Neuropeptides in Inflammatory Bowel Disease: An Update

Extrinsic and intrinsic neurons of the gut contain multiple neuropeptides, which through complex interactions modulate mucosal defense, inflammation, and repair in response to injury. Initial changes of the neurovascular peptidergic system may represent normal protective mechanisms against tissue injury, whereas subsequent alterations of neurovascular regulation may contribute to the pathogenesis and maintenance of the inflammatory state. Multiple interactions between sensory neurons, the immune system and growth factors appear to exist, and there is also a marked plasticity of the neurovascular peptidergic system with changes in the synthesis, release, binding, and degradation of peptides during inflammatory processes. A delicate and closely regulated balance between proinflammatory (e.g., SP, VIP, NPY) and antiinflammatory neuropeptides (e.g., CGRP, somatostatin, bombesin) seems to exist in the gastrointestinal tract. Disturbances of this balance might contribute to the pathophysiology of inflammatory bowel disease.
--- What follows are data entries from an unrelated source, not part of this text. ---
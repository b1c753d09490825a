// Shared transport configuration for building reqwest::Client instances.
//
// TLS and timeout settings live here so the client constructor stays
// focused on URL handling and credentials.

use std::path::PathBuf;
use std::time::Duration;

use crate::error::Error;

/// TLS verification mode (api-level mirror of core's TlsVerification).
#[derive(Debug, Clone)]
pub enum TlsMode {
    /// Use the system certificate store.
    System,
    /// Use a custom CA certificate from the given PEM file.
    CustomCa(PathBuf),
    /// Accept any certificate (for servers with self-signed certs).
    DangerAcceptInvalid,
}

/// Shared transport configuration for building HTTP clients.
#[derive(Debug, Clone)]
pub struct TransportConfig {
    pub tls: TlsMode,
    pub timeout: Duration,
}

impl Default for TransportConfig {
    fn default() -> Self {
        Self {
            tls: TlsMode::System,
            timeout: Duration::from_secs(30),
        }
    }
}

impl TransportConfig {
    /// Build a `reqwest::Client` from this config.
    pub fn build_client(&self) -> Result<reqwest::Client, Error> {
        let mut builder = reqwest::Client::builder()
            .timeout(self.timeout)
            .user_agent(concat!("dirplug/", env!("CARGO_PKG_VERSION")));

        match &self.tls {
            TlsMode::System => {}
            TlsMode::CustomCa(path) => {
                let cert_pem = std::fs::read(path)
                    .map_err(|e| Error::Tls(format!("failed to read CA cert: {e}")))?;
                let cert = reqwest::Certificate::from_pem(&cert_pem)
                    .map_err(|e| Error::Tls(format!("invalid CA cert: {e}")))?;
                builder = builder.add_root_certificate(cert);
            }
            TlsMode::DangerAcceptInvalid => {
                builder = builder.danger_accept_invalid_certs(true);
            }
        }

        builder
            .build()
            .map_err(|e| Error::Tls(format!("failed to build HTTP client: {e}")))
    }
}
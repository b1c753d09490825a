// ── Domain model ──
//
// Value types, per-attribute descriptors, and the two snapshot shapes
// the reconciliation engine compares.

pub mod descriptor;
pub mod snapshot;
pub mod value;

pub use descriptor::{AttributeDescriptor, Definedness};
pub use snapshot::{DesiredPlugin, DesiredSnapshot, ObservedPlugin, ObservedSnapshot};
pub use value::{AttributeKind, AttributeValue, EnumDomain, PlanValue};
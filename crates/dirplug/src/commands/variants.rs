//! `variants`: describe the plugin registry.

use std::fmt::Write as _;

use serde::Serialize;
use tabled::settings::Style;
use tabled::{Table, Tabled};

use dirplug_core::registry;
use dirplug_core::{
    AttributeDescriptor, Definedness, DeletionPolicy, PluginKind, VariantDescriptor,
};

use crate::cli::{GlobalOpts, VariantsArgs};
use crate::error::CliError;
use crate::output;

#[derive(Debug, Serialize)]
struct AttributeView {
    name: &'static str,
    kind: &'static str,
    definedness: Definedness,
    #[serde(skip_serializing_if = "std::ops::Not::not")]
    sensitive: bool,
    #[serde(skip_serializing_if = "Option::is_none")]
    values: Option<&'static [&'static str]>,
}

impl From<&AttributeDescriptor> for AttributeView {
    fn from(a: &AttributeDescriptor) -> Self {
        Self {
            name: a.name,
            kind: a.kind.label(),
            definedness: a.definedness,
            sensitive: a.sensitive,
            values: a.kind.domain().map(|d| d.values),
        }
    }
}

#[derive(Debug, Serialize)]
struct VariantView {
    name: &'static str,
    deletion: DeletionPolicy,
    attributes: Vec<AttributeView>,
}

impl From<&VariantDescriptor> for VariantView {
    fn from(v: &VariantDescriptor) -> Self {
        Self {
            name: v.name(),
            deletion: v.deletion,
            attributes: v.attributes.iter().map(AttributeView::from).collect(),
        }
    }
}

#[derive(Tabled)]
struct VariantRow {
    #[tabled(rename = "VARIANT")]
    name: String,
    #[tabled(rename = "ATTRIBUTES")]
    attributes: usize,
    #[tabled(rename = "REQUIRED")]
    required: String,
    #[tabled(rename = "LIFECYCLE")]
    lifecycle: &'static str,
}

impl From<&VariantView> for VariantRow {
    fn from(v: &VariantView) -> Self {
        Self {
            name: v.name.into(),
            attributes: v.attributes.len(),
            required: v
                .attributes
                .iter()
                .filter(|a| a.definedness == Definedness::Required)
                .map(|a| a.name)
                .collect::<Vec<_>>()
                .join(", "),
            lifecycle: match v.deletion {
                DeletionPolicy::Delete => "create/delete",
                DeletionPolicy::Forget => "edit-only",
            },
        }
    }
}

#[derive(Tabled)]
struct AttributeRow {
    #[tabled(rename = "ATTRIBUTE")]
    name: &'static str,
    #[tabled(rename = "TYPE")]
    kind: &'static str,
    #[tabled(rename = "DEFINEDNESS")]
    definedness: String,
    #[tabled(rename = "VALUES")]
    values: String,
}

fn detail(view: &VariantView) -> String {
    let rows: Vec<AttributeRow> = view
        .attributes
        .iter()
        .map(|a| AttributeRow {
            name: a.name,
            kind: a.kind,
            definedness: if a.sensitive {
                format!("{} (sensitive)", a.definedness)
            } else {
                a.definedness.to_string()
            },
            values: a.values.map(|v| v.join(", ")).unwrap_or_default(),
        })
        .collect();

    let mut out = String::new();
    let _ = writeln!(out, "variant   {}", view.name);
    let _ = writeln!(
        out,
        "lifecycle {}",
        match view.deletion {
            DeletionPolicy::Delete => "create, update, delete",
            DeletionPolicy::Forget => "edit-only (adopted and updated; forgotten on removal)",
        }
    );
    let _ = writeln!(out);
    out.push_str(&Table::new(rows).with(Style::rounded()).to_string());
    out
}

pub fn handle(args: &VariantsArgs, global: &GlobalOpts) -> Result<(), CliError> {
    let out = match args.name {
        Some(ref name) => {
            let kind = PluginKind::from_name(name).map_err(|_| CliError::NotFound {
                resource_type: "variant".into(),
                identifier: name.clone(),
                list_command: "variants".into(),
            })?;
            let view = VariantView::from(kind.descriptor());
            output::render_single(&global.output, &view, detail, |v| {
                v.attributes
                    .iter()
                    .map(|a| a.name)
                    .collect::<Vec<_>>()
                    .join("\n")
            })
        }
        None => {
            let views: Vec<VariantView> = registry::variants().map(VariantView::from).collect();
            output::render_list(&global.output, &views, |v| VariantRow::from(v), |v| {
                v.name.to_owned()
            })
        }
    };
    output::print_output(&out, global.quiet);
    Ok(())
}

#[cfg(test)]
#[allow(clippy::unwrap_used)]
mod tests {
    use super::*;

    #[test]
    fn required_attributes_are_listed() {
        let view = VariantView::from(PluginKind::Delay.descriptor());
        let row = VariantRow::from(&view);
        assert_eq!(row.name, "delay");
        assert!(row.required.contains("delay"), "{}", row.required);
        assert_eq!(row.lifecycle, "create/delete");
    }

    #[test]
    fn edit_only_variant_detail() {
        let view = VariantView::from(PluginKind::Custom.descriptor());
        let text = detail(&view);
        assert!(text.contains("edit-only"), "{text}");
        assert!(text.contains("plugin-type"), "{text}");
    }

    #[test]
    fn enum_domains_are_exposed() {
        let view = VariantView::from(PluginKind::InternalSearchRate.descriptor());
        let scope = view.attributes.iter().find(|a| a.name == "scope").unwrap();
        assert!(scope.values.is_some_and(|v| v.contains(&"whole-subtree")));
    }
}
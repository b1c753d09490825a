//! Declarative management of directory server plugins.
//!
//! This crate owns the domain logic between `dirplug-api` and the CLI:
//!
//! - **Value model** ([`model`]): typed attribute values, per-attribute
//!   descriptors, and the desired ([`DesiredSnapshot`]) and observed
//!   ([`ObservedSnapshot`]) snapshots that get compared.
//!
//! - **Reconciliation** ([`reconcile()`]): a pure diff from (plan, state) to
//!   an ordered list of LDAP-style modify [`Operation`]s. Scalars are
//!   replaced; sets only ever gain or lose individual members.
//!
//! - **Registry** ([`registry`]): the closed set of plugin variants behind
//!   the `/plugins` endpoint, each with a static attribute table, and the
//!   all-or-nothing decode from wire JSON to exactly one variant.
//!
//! - **[`PluginController`]**: create / read / update / delete against a
//!   live server, built from an explicit [`ControllerConfig`].

pub mod config;
pub mod controller;
pub mod error;
pub mod lifecycle;
pub mod model;
pub mod operation;
pub mod policy;
pub mod reconcile;
pub mod registry;

// ── Primary re-exports ──────────────────────────────────────────────
pub use config::{AuthCredentials, ControllerConfig, TlsVerification};
pub use controller::{Applied, PluginController};
pub use error::{CoreError, SchemaError};
pub use lifecycle::{LifecycleState, ManagedObject, PlannedChange, Removal};
pub use model::{
    AttributeDescriptor, AttributeKind, AttributeValue, Definedness, DesiredPlugin,
    DesiredSnapshot, EnumDomain, ObservedPlugin, ObservedSnapshot, PlanValue,
};
pub use operation::{Operation, OperationKind};
pub use reconcile::{apply, reconcile};
pub use registry::{DeletionPolicy, PluginKind, VariantDescriptor};
//! Command handlers.

pub mod apply;
pub mod config_cmd;
pub mod forget;
pub mod list;
pub mod plan;
pub mod show;
pub mod util;
pub mod variants;

use dirplug_core::PluginController;

use crate::cli::{Command, GlobalOpts};
use crate::error::CliError;

/// Run a command that talks to the server.
pub async fn dispatch(
    cmd: Command,
    controller: &PluginController,
    global: &GlobalOpts,
) -> Result<(), CliError> {
    match cmd {
        Command::Plan(args) => plan::handle(controller, &args, global).await,
        Command::Apply(args) => apply::handle(controller, &args, global).await,
        Command::Show(args) => show::handle(controller, &args, global).await,
        Command::List => list::handle(controller, global).await,
        Command::Forget(_) | Command::Variants(_) | Command::Config(_) | Command::Completions(_) => {
            Err(CliError::Internal(
                "offline command routed to the server dispatcher".into(),
            ))
        }
    }
}
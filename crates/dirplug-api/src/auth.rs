use secrecy::{ExposeSecret, SecretString};

/// Credentials for authenticating with the configuration API.
///
/// Each variant carries the secret material needed for its auth flow.
/// The client attaches them to every request; there is no session.
#[derive(Debug, Clone)]
pub enum Credentials {
    /// HTTP basic auth with a root or topology administrator DN/username.
    Basic {
        username: String,
        password: SecretString,
    },

    /// OAuth bearer token issued by an external authorization server.
    Bearer { token: SecretString },
}

impl Credentials {
    /// Attach these credentials to an outgoing request.
    pub(crate) fn apply(&self, builder: reqwest::RequestBuilder) -> reqwest::RequestBuilder {
        match self {
            Self::Basic { username, password } => {
                builder.basic_auth(username, Some(password.expose_secret()))
            }
            Self::Bearer { token } => builder.bearer_auth(token.expose_secret()),
        }
    }

    /// Short label for logging. Never includes secret material.
    pub fn describe(&self) -> String {
        match self {
            Self::Basic { username, .. } => format!("basic ({username})"),
            Self::Bearer { .. } => "bearer token".into(),
        }
    }
}
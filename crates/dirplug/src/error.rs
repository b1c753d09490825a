//! CLI error types with miette diagnostics.
//!
//! Maps `CoreError` and `ConfigError` variants into user-facing errors
//! with actionable help text and stable exit codes.

use miette::Diagnostic;
use thiserror::Error;

use dirplug_config::ConfigError;
use dirplug_core::{CoreError, SchemaError};

/// Process exit codes.
pub mod exit_code {
    pub const GENERAL: i32 = 1;
    pub const USAGE: i32 = 2;
    pub const AUTH: i32 = 3;
    pub const NOT_FOUND: i32 = 4;
    pub const PERMISSION: i32 = 5;
    pub const CONFLICT: i32 = 6;
    pub const CONNECTION: i32 = 7;
    pub const TIMEOUT: i32 = 8;
    pub const SCHEMA: i32 = 9;
}

#[derive(Debug, Error, Diagnostic)]
pub enum CliError {
    // ── Connection ───────────────────────────────────────────────────
    #[error("Could not connect to server at {url}")]
    #[diagnostic(
        code(dirplug::connection_failed),
        help(
            "Check that the server is running and its configuration API is reachable.\n\
             URL: {url}\n\
             Self-signed certificate? Retry with --insecure (-k) or set ca_cert in your profile."
        )
    )]
    ConnectionFailed {
        url: String,
        #[source]
        source: Box<dyn std::error::Error + Send + Sync>,
    },

    // ── Authentication ───────────────────────────────────────────────
    #[error("Authentication failed")]
    #[diagnostic(
        code(dirplug::auth_failed),
        help(
            "Verify the bind DN and password for profile '{profile}'.\n\
             Run: dirplug config set-password --profile {profile}"
        )
    )]
    AuthFailed { profile: String },

    #[error("No credentials configured for profile '{profile}'")]
    #[diagnostic(
        code(dirplug::no_credentials),
        help(
            "Configure credentials with: dirplug config init\n\
             Or set DIRPLUG_USERNAME and DIRPLUG_PASSWORD."
        )
    )]
    NoCredentials { profile: String },

    #[error("Permission denied: {message}")]
    #[diagnostic(
        code(dirplug::permission_denied),
        help("The bind user needs the config-read and config-write privileges.")
    )]
    PermissionDenied { message: String },

    // ── Resources ────────────────────────────────────────────────────
    #[error("{resource_type} '{identifier}' not found")]
    #[diagnostic(
        code(dirplug::not_found),
        help("Run: dirplug {list_command} to see what exists")
    )]
    NotFound {
        resource_type: String,
        identifier: String,
        list_command: String,
    },

    #[error("Plugin '{id}' is a {found} plugin, not {expected}")]
    #[diagnostic(
        code(dirplug::variant_mismatch),
        help("Change the manifest entry's type to '{found}', or pick a different id.")
    )]
    VariantMismatch {
        id: String,
        expected: String,
        found: String,
    },

    #[error("Cannot {operation}: {variant}")]
    #[diagnostic(
        code(dirplug::unsupported),
        help(
            "Edit-only plugins ship with the server and can only be modified.\n\
             Run: dirplug list to see the plugins present on the server"
        )
    )]
    Unsupported { operation: String, variant: String },

    // ── Schema ───────────────────────────────────────────────────────
    #[error("Invalid plugin '{id}' in {path}")]
    #[diagnostic(
        code(dirplug::manifest),
        help("Run: dirplug variants <type> to see the attributes a variant accepts")
    )]
    Manifest {
        path: String,
        id: String,
        #[source]
        source: SchemaError,
    },

    #[error("Server returned a plugin this tool cannot decode")]
    #[diagnostic(
        code(dirplug::schema),
        help("The server may be newer than this tool. Run: dirplug variants")
    )]
    Schema(#[source] SchemaError),

    // ── API ──────────────────────────────────────────────────────────
    #[error("API error{}: {message}", status.map(|s| format!(" ({s})")).unwrap_or_default())]
    #[diagnostic(code(dirplug::api_error))]
    ApiError {
        status: Option<u16>,
        message: String,
    },

    // ── Validation ───────────────────────────────────────────────────
    #[error("Invalid value for {field}: {reason}")]
    #[diagnostic(code(dirplug::validation))]
    Validation { field: String, reason: String },

    // ── Configuration ────────────────────────────────────────────────
    #[error("Profile '{name}' not found in configuration")]
    #[diagnostic(
        code(dirplug::profile_not_found),
        help(
            "Available profiles: {available}\n\
             Create one with: dirplug config init"
        )
    )]
    ProfileNotFound { name: String, available: String },

    #[error("No server configured")]
    #[diagnostic(
        code(dirplug::no_config),
        help(
            "Create a profile with: dirplug config init\n\
             Or pass --server / set DIRPLUG_SERVER.\n\
             Expected config at: {path}"
        )
    )]
    NoConfig { path: String },

    #[error(transparent)]
    #[diagnostic(code(dirplug::config))]
    Config(Box<ConfigError>),

    #[error("State file {path} is unreadable: {reason}")]
    #[diagnostic(
        code(dirplug::state),
        help("Fix or remove the file. Removing it only drops local tracking.")
    )]
    State { path: String, reason: String },

    // ── Interactive ──────────────────────────────────────────────────
    #[error("Destructive operation '{action}' requires confirmation")]
    #[diagnostic(
        code(dirplug::confirmation_required),
        help("Use --yes (-y) to skip confirmation in non-interactive contexts.")
    )]
    NonInteractiveRequiresYes { action: String },

    // ── Timeout ──────────────────────────────────────────────────────
    #[error("Request timed out after {seconds}s")]
    #[diagnostic(
        code(dirplug::timeout),
        help("Increase timeout with --timeout or check server responsiveness.")
    )]
    Timeout { seconds: u64 },

    // ── IO / Serialization ───────────────────────────────────────────
    #[error(transparent)]
    Io(#[from] std::io::Error),

    #[error("Invalid JSON: {0}")]
    #[diagnostic(code(dirplug::json))]
    Json(#[from] serde_json::Error),

    #[error("Internal error: {0}")]
    #[diagnostic(code(dirplug::internal))]
    Internal(String),
}

impl CliError {
    /// Map this error to an exit code for process termination.
    pub fn exit_code(&self) -> i32 {
        match self {
            Self::ConnectionFailed { .. } => exit_code::CONNECTION,
            Self::AuthFailed { .. } | Self::NoCredentials { .. } => exit_code::AUTH,
            Self::PermissionDenied { .. } | Self::Unsupported { .. } => exit_code::PERMISSION,
            Self::NotFound { .. } => exit_code::NOT_FOUND,
            Self::VariantMismatch { .. } => exit_code::CONFLICT,
            Self::Manifest { .. } | Self::Schema(_) => exit_code::SCHEMA,
            Self::Timeout { .. } => exit_code::TIMEOUT,
            Self::Validation { .. }
            | Self::NonInteractiveRequiresYes { .. }
            | Self::ProfileNotFound { .. }
            | Self::NoConfig { .. } => exit_code::USAGE,
            _ => exit_code::GENERAL,
        }
    }
}

// ── CoreError → CliError mapping ─────────────────────────────────────

impl From<CoreError> for CliError {
    fn from(err: CoreError) -> Self {
        match err {
            CoreError::ConnectionFailed { url, reason } => CliError::ConnectionFailed {
                url,
                source: reason.into(),
            },

            CoreError::AuthenticationFailed { message: _ } => CliError::AuthFailed {
                profile: "current".into(),
            },

            CoreError::PermissionDenied { message } => CliError::PermissionDenied { message },

            CoreError::Timeout { timeout_secs } => CliError::Timeout {
                seconds: timeout_secs,
            },

            CoreError::NotFound {
                entity_type,
                identifier,
            } => CliError::NotFound {
                resource_type: entity_type,
                identifier,
                list_command: "list".into(),
            },

            CoreError::Schema(source) => CliError::Schema(source),

            CoreError::VariantMismatch {
                id,
                expected,
                found,
            } => CliError::VariantMismatch {
                id,
                expected,
                found,
            },

            CoreError::Unsupported { operation, variant } => {
                CliError::Unsupported { operation, variant }
            }

            CoreError::Api { message, status } => CliError::ApiError { status, message },

            CoreError::Config { message } => CliError::Validation {
                field: "configuration".into(),
                reason: message,
            },

            CoreError::Internal(message) => CliError::Internal(message),
        }
    }
}

// ── ConfigError → CliError mapping ───────────────────────────────────

impl From<ConfigError> for CliError {
    fn from(err: ConfigError) -> Self {
        match err {
            ConfigError::UnknownProfile { name } => CliError::ProfileNotFound {
                name,
                available: "(none)".into(),
            },
            ConfigError::NoCredentials { profile } => CliError::NoCredentials { profile },
            ConfigError::Validation { field, reason } => CliError::Validation { field, reason },
            other => CliError::Config(Box::new(other)),
        }
    }
}
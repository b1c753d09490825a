// Wire types for the configuration API's plugin endpoints.
//
// Responses are SCIM-shaped: a `schemas` array naming the concrete
// configuration type, an `id`, and the attributes in kebab-case. The
// attributes stay as raw JSON here; `dirplug-core` owns their typing.

use serde::{Deserialize, Serialize};
use serde_json::{Map, Value};

/// URN prefix shared by every plugin schema. The variant name follows it.
pub const PLUGIN_SCHEMA_PREFIX: &str = "urn:pingidentity:schemas:configuration:2.0:plugin:";

/// Build the schema URN for a plugin variant name (e.g. `"delay"`).
pub fn plugin_schema(variant: &str) -> String {
    format!("{PLUGIN_SCHEMA_PREFIX}{variant}")
}

// ── Responses ───────────────────────────────────────────────────────

/// One plugin configuration object as returned by `GET /plugins/{id}`.
///
/// Each plugin URN in `schemas` is a discriminator slot. The protocol
/// promises exactly one; `dirplug-core` enforces it.
#[derive(Debug, Clone, PartialEq, Serialize, Deserialize)]
pub struct PluginResponse {
    #[serde(default)]
    pub schemas: Vec<String>,
    pub id: String,
    #[serde(default, skip_serializing_if = "Option::is_none")]
    pub meta: Option<Value>,
    /// Everything else: attribute values plus any `urn:` message blocks.
    #[serde(flatten)]
    pub attributes: Map<String, Value>,
}

impl PluginResponse {
    /// Variant names of every plugin schema URN in `schemas`, in order.
    ///
    /// Non-plugin URNs (message or extension schemas) are skipped.
    pub fn plugin_variants(&self) -> impl Iterator<Item = &str> {
        self.schemas
            .iter()
            .filter_map(|s| s.strip_prefix(PLUGIN_SCHEMA_PREFIX))
    }

    /// Attribute entries, without the `urn:`-keyed message blocks.
    pub fn attribute_values(&self) -> impl Iterator<Item = (&String, &Value)> {
        self.attributes.iter().filter(|(k, _)| !k.starts_with("urn:"))
    }
}

/// `GET /plugins` body.
#[derive(Debug, Clone, Default, Serialize, Deserialize)]
pub struct ListResponse {
    #[serde(rename = "totalResults", default)]
    pub total_results: Option<u64>,
    #[serde(rename = "Resources", default)]
    pub resources: Vec<PluginResponse>,
}

/// SCIM error body returned with non-2xx statuses.
#[derive(Debug, Clone, Default, Deserialize)]
pub(crate) struct ErrorResponse {
    #[serde(default)]
    pub detail: Option<String>,
}

// ── Requests ────────────────────────────────────────────────────────

/// `POST /plugins` body for creating a new plugin.
#[derive(Debug, Clone, PartialEq, Serialize, Deserialize)]
pub struct AddPluginRequest {
    #[serde(rename = "pluginName")]
    pub plugin_name: String,
    pub schemas: Vec<String>,
    #[serde(flatten)]
    pub attributes: Map<String, Value>,
}

/// LDAP modify operation kind.
#[derive(Debug, Clone, Copy, PartialEq, Eq, Hash, Serialize, Deserialize)]
#[serde(rename_all = "lowercase")]
pub enum ModifyKind {
    Replace,
    Add,
    Delete,
}

/// One entry of an update request: `{op, path, values}`.
#[derive(Debug, Clone, PartialEq, Eq, Serialize, Deserialize)]
pub struct ModifyOperation {
    pub op: ModifyKind,
    pub path: String,
    #[serde(default)]
    pub values: Vec<String>,
}

/// `PATCH /plugins/{id}` body. Shared by every variant.
#[derive(Debug, Clone, Default, PartialEq, Eq, Serialize, Deserialize)]
pub struct UpdateRequest {
    pub operations: Vec<ModifyOperation>,
}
In our overview, we will describe the results of studies in animal models of experimental inflammation and focus on the potential insight they provide in understanding the pathophysiology of inflammatory conditions of the bowel such as IBD. Knowledge with respect to these regulatory systems might provide novel insights into the inflammatory process and potentially expand the available therapeutic approaches in the management of IBD.